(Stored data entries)
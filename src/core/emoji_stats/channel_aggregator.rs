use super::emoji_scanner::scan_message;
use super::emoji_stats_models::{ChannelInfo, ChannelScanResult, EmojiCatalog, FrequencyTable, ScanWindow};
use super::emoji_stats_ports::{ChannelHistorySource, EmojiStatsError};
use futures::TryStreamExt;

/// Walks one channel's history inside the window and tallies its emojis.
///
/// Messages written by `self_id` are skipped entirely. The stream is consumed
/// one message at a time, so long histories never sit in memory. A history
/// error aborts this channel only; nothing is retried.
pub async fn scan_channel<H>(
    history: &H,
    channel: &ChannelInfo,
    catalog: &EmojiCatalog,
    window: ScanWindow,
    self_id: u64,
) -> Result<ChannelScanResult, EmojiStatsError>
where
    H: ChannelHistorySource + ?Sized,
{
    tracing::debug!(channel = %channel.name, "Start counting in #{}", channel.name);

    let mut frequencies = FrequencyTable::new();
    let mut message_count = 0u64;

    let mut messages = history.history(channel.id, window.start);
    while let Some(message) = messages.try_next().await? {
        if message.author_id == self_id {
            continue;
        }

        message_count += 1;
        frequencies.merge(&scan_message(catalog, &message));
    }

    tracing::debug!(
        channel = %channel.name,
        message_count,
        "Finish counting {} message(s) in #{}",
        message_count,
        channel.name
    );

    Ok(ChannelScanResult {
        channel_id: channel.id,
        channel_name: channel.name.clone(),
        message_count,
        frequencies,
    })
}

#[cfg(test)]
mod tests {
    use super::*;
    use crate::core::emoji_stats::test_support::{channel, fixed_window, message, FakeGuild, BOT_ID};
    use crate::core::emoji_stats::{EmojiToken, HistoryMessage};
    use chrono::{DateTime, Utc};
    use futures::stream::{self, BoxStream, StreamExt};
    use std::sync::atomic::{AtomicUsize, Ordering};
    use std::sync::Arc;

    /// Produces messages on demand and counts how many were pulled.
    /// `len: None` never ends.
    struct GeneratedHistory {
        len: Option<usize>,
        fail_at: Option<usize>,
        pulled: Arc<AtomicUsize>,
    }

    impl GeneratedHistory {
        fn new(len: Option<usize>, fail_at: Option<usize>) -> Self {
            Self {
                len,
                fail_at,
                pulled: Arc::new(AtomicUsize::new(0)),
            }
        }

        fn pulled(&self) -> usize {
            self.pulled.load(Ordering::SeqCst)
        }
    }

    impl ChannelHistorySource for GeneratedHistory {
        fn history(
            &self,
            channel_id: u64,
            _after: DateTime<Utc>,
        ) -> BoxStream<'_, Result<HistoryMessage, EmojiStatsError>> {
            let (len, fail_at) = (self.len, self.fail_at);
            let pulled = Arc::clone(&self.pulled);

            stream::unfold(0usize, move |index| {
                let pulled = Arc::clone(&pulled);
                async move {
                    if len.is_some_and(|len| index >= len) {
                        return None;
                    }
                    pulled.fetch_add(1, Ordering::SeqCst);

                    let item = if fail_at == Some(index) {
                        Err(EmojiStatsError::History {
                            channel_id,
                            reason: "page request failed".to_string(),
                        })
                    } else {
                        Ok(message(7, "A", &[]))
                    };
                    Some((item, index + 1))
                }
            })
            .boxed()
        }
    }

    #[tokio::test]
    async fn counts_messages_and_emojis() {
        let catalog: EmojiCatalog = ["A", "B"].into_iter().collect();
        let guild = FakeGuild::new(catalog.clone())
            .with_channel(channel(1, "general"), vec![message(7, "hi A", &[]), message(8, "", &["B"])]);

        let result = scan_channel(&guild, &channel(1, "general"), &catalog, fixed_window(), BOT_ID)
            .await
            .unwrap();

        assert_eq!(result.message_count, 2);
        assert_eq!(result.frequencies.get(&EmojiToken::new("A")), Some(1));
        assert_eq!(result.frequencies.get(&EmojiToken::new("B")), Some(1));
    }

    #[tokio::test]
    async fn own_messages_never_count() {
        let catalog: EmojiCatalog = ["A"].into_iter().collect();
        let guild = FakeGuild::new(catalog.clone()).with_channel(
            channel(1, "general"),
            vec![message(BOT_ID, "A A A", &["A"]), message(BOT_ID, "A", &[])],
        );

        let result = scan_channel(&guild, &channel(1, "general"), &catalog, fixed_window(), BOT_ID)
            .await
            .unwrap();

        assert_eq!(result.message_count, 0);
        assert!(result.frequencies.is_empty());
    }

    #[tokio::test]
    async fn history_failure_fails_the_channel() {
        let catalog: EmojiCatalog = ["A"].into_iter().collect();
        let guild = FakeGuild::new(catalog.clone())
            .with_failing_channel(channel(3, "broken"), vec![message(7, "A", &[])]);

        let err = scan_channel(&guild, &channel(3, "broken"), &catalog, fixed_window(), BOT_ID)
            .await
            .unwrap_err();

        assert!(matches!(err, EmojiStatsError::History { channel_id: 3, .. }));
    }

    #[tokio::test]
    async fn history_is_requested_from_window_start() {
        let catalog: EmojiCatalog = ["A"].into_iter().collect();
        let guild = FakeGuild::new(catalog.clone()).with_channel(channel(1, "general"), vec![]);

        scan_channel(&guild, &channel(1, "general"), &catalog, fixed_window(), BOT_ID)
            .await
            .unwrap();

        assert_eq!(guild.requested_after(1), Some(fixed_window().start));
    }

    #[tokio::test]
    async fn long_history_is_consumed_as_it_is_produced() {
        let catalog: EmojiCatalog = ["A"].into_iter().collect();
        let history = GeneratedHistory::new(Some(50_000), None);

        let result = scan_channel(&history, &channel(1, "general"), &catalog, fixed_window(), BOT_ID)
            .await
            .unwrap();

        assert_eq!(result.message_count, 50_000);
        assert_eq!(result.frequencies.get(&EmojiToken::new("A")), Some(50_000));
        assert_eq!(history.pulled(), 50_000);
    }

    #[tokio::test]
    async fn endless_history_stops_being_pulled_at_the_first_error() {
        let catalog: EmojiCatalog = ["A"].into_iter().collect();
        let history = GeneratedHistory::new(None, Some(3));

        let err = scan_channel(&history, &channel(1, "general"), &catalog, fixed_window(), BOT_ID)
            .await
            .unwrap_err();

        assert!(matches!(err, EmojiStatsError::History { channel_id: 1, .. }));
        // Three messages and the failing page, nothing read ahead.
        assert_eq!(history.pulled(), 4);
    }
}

* * *

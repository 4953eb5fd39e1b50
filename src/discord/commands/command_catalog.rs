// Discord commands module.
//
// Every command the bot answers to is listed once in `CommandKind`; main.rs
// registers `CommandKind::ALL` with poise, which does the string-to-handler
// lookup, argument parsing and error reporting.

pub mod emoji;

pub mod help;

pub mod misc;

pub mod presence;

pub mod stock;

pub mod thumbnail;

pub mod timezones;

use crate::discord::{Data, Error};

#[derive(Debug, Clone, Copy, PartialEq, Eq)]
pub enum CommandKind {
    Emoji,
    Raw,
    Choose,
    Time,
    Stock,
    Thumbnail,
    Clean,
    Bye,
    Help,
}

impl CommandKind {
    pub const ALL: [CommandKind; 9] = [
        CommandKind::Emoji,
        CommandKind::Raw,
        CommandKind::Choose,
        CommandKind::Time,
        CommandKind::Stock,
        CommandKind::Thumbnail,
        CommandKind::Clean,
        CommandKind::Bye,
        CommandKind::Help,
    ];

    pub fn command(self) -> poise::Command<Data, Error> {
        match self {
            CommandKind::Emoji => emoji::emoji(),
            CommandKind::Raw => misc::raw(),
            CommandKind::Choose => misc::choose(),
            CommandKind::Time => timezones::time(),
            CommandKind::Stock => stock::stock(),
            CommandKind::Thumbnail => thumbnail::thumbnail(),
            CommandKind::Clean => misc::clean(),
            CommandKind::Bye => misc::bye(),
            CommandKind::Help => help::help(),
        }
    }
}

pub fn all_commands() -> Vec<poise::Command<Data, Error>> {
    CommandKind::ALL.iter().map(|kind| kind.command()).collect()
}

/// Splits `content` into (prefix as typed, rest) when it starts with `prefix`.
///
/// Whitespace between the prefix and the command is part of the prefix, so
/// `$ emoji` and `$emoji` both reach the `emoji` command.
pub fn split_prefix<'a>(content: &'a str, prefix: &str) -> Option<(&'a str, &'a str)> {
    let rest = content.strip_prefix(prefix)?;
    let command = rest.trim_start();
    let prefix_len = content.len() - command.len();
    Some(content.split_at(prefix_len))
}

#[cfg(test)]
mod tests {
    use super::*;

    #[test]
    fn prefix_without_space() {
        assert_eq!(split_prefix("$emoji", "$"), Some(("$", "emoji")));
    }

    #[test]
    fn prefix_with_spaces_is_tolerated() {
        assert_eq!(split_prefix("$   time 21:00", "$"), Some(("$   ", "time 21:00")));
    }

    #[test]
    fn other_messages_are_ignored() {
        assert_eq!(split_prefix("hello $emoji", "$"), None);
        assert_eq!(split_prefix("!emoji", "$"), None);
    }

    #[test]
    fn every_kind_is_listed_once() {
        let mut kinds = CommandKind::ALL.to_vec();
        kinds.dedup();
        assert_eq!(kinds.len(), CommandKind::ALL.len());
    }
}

---

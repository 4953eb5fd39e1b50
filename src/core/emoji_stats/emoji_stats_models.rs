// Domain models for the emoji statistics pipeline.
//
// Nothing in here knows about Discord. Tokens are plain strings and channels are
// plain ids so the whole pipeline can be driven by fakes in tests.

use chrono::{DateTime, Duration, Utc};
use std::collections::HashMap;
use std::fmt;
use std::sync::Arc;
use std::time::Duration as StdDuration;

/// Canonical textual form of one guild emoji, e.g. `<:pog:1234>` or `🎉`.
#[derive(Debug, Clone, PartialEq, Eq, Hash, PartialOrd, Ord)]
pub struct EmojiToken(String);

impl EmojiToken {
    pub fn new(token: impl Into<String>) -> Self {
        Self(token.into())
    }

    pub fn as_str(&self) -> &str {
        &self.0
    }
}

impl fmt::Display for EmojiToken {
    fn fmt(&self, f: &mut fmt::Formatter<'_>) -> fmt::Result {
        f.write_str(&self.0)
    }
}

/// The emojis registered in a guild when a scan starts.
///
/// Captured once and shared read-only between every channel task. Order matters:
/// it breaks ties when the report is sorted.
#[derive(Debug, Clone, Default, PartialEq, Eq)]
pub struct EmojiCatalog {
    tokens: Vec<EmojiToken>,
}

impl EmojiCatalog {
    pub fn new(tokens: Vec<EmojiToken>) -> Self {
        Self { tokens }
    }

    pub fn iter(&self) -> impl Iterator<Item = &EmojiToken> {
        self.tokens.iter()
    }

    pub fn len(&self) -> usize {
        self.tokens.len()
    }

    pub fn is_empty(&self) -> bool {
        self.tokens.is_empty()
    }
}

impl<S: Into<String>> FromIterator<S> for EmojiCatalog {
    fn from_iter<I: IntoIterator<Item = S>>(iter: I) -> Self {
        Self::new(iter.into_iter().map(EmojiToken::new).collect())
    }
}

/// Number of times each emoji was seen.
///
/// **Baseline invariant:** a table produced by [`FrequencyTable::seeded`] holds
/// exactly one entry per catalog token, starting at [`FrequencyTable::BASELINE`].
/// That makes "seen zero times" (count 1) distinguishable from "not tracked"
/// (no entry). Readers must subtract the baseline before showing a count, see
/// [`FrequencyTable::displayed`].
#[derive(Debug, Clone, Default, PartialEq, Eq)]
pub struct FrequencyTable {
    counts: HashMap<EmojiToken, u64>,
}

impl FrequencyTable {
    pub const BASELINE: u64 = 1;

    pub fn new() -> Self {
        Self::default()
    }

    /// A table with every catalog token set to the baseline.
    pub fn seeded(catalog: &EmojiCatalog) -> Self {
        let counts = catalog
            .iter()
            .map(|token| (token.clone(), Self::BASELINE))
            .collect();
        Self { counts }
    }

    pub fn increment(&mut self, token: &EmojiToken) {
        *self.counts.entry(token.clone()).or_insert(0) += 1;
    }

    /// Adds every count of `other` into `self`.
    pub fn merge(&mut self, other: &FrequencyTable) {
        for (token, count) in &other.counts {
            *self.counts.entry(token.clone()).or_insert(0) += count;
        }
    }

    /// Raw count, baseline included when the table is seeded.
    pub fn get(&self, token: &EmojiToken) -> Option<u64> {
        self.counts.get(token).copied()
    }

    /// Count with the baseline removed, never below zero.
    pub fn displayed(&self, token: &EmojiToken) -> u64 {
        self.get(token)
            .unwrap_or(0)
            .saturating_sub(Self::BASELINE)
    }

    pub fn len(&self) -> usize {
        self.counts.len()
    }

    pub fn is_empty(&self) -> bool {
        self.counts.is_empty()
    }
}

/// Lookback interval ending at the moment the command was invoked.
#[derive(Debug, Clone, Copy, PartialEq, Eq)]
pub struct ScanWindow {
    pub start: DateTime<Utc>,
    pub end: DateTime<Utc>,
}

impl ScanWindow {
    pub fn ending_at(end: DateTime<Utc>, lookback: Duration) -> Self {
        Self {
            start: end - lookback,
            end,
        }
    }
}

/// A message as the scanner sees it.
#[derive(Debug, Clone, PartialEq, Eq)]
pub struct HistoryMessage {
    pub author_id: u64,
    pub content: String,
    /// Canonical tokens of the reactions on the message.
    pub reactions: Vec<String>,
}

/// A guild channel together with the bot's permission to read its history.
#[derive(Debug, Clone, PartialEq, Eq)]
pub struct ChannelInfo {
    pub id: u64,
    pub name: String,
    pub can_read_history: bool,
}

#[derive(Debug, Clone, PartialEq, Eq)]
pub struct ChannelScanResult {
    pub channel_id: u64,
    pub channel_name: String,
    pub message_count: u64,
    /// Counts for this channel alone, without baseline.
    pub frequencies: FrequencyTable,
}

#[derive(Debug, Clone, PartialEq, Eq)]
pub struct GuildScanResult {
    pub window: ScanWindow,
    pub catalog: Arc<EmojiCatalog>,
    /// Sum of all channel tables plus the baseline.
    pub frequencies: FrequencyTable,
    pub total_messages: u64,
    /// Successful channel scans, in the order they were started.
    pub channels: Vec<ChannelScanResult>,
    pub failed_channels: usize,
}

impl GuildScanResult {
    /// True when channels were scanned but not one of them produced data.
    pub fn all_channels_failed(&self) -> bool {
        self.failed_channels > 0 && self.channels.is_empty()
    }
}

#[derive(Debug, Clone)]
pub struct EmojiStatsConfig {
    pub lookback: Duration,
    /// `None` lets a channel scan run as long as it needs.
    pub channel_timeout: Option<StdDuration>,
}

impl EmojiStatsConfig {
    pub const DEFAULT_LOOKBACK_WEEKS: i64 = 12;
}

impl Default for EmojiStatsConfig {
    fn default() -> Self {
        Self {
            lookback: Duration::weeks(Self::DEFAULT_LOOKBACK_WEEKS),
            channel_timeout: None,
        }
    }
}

▶ Work required:
Count the lines above in which the string "Option" occurs. Give that number and nothing else.

▶ Reply to the task:
6